Blizzard, the multinational company and developer of World of Warcraft, recently changed their terms of service to functionally ban multi-boxing from both classic and retail WoW.
For the unfamiliar, “multi-boxing” is a process by which players can use a 3rd party software to play multiple characters, through the use of multiple WoW accounts, at once. This process is used to level many characters at the same time, or use multiple characters to efficiently collect many items to sell for gold. Having multiple accounts is still allowed per Blizzard’s terms of service, but “Input Broadcasting Software,” that allows players to replicate keystrokes across different accounts, is now a bannable offense.
Until now, Blizzard allowed it as a sort of “alternative way to play,” but this update changes that.
What does this mean for World of Warcraft players?
For the majority of players, this is a good thing. This ban has its benefits on both classic and retail World of Warcraft.

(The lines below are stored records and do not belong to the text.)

//! Request extractors: the caller's session and a single uploaded file

use axum::{
    async_trait,
    extract::{multipart::MultipartRejection, FromRequestParts, Multipart},
    http::{header::HeaderName, request::Parts},
};
use std::convert::Infallible;
use std::sync::Arc;
use tokio::sync::MutexGuard;
use uuid::Uuid;

use crate::error::{Error, Result};
use crate::server::state::AppState;
use crate::session::{SessionHandle, SessionState};
use crate::types::{DocumentKind, UploadedDocument};

/// Header carrying the session id, both ways
pub const SESSION_HEADER: &str = "x-session-id";

/// Multipart field holding the upload
pub const UPLOAD_FIELD: &str = "file";

/// The caller's session, resumed from `x-session-id` or freshly started.
///
/// A fresh session only enters the store through [`Session::persist`], which
/// handlers call once they succeed, so failed requests leave nothing behind.
pub struct Session {
    handle: Arc<SessionHandle>,
    state: AppState,
    fresh: bool,
}

impl Session {
    pub fn id(&self) -> Uuid {
        self.handle.id
    }

    pub fn handle(&self) -> &Arc<SessionHandle> {
        &self.handle
    }

    pub async fn lock(&self) -> MutexGuard<'_, SessionState> {
        self.handle.lock().await
    }

    /// Keep the session and return the response header echoing its id
    pub fn persist(&self) -> [(HeaderName, String); 1] {
        if self.fresh {
            self.state.sessions().register(&self.handle);
        }
        [(HeaderName::from_static(SESSION_HEADER), self.handle.id.to_string())]
    }
}

#[async_trait]
impl FromRequestParts<AppState> for Session {
    type Rejection = Infallible;

    async fn from_request_parts(
        parts: &mut Parts,
        state: &AppState,
    ) -> std::result::Result<Self, Self::Rejection> {
        let requested = parts
            .headers
            .get(SESSION_HEADER)
            .and_then(|value| value.to_str().ok())
            .and_then(|value| Uuid::parse_str(value.trim()).ok());

        let sessions = state.sessions();
        let (handle, fresh) = match sessions.resume(requested) {
            Some(handle) => (handle, false),
            None => (sessions.start(), true),
        };

        Ok(Session {
            handle,
            state: state.clone(),
            fresh,
        })
    }
}

/// Read the `file` field of a multipart upload and detect its kind
pub async fn read_upload(
    multipart: std::result::Result<Multipart, MultipartRejection>,
) -> Result<UploadedDocument> {
    let mut multipart = multipart?;
    while let Some(field) = multipart
        .next_field()
        .await
        .map_err(|e| Error::invalid_input(format!("Failed to read multipart field: {}", e)))?
    {
        if field.name() != Some(UPLOAD_FIELD) {
            continue;
        }

        let filename = field.file_name().unwrap_or("upload").to_string();
        let content_type = field.content_type().map(str::to_string);
        let kind = DocumentKind::detect(content_type.as_deref(), &filename)?;

        let data = field
            .bytes()
            .await
            .map_err(|e| Error::invalid_input(format!("Failed to read '{}': {}", filename, e)))?;
        if data.is_empty() {
            return Err(Error::invalid_input(format!("'{}' is empty", filename)));
        }

        tracing::info!("Received {} upload '{}' ({} bytes)", kind, filename, data.len());
        return Ok(UploadedDocument::new(filename, kind, data));
    }

    Err(Error::invalid_input(format!(
        "multipart field '{}' is missing",
        UPLOAD_FIELD
    )))
}
//! Single-page chat UI

use axum::response::Html;

const INDEX_HTML: &str = include_str!("../../static/index.html");

/// GET / - The chat page
pub async fn index() -> Html<&'static str> {
    Html(INDEX_HTML)
}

Multi-boxing is a more niche practice in classic WoW. It is mostly used for efficient leveling. Still, it can empty out questing areas for players leveling normally. Multi-boxers can be a nuisance, considering classic WoW’s long respawn times and low drop rates for quest items and crafting materials. In certain situations, multi-boxers can make leveling and gold-farming restrictively difficult for regular players of classic WoW.
In the retail version of the game, multi-boxing has much more severe consequences for the in-game economy. Retail World of Warcraft has many more features and niches for multi-boxers to abuse. The in-game auction house has become oversaturated with items due to multi-box abuse, driving prices way down on certain farmable items. This limits the options for players to make gold, and can be frustrating to say the least.
Some players, like Twitch streamer Prepared, have up to 80 World of Warcraft accounts running at once for gold farming. Practices like this give multi-boxers a very unfair advantage. Players that can afford many WoW accounts are functionally paying to win, as they can make many millions of gold per session with very little effort.
Blizzard Loses Money
There is no way to argue that Blizzard does not lose money with this change in their terms of service. For people who practice multi-boxing, their many World of Warcraft accounts become effectively useless. Naturally, people who abuse multi-boxing will cancel their subscriptions for their extra accounts, if they don’t stop playing altogether. Although this policy negatively affects a very small percentage of players, it definitely affects Blizzard’s bottom line.
World of Warcraft players have had plenty to be angry about.
Players have lost faith in Blizzard over the past few years for more reasons than I could explain here. On the eve of the release of their newest expansion, Shadowlands, and phase 6 of classic WoW (the Naxxramas patch), the banning of multi-boxing is a bold move on their part.
Through this change, Blizzard might regain some respect from the World of Warcraft community. Listening to their players on this issue might restore some faith in the once-beloved developer. With some luck, this small change might suggest a positive trend of change for Blizzard in the future.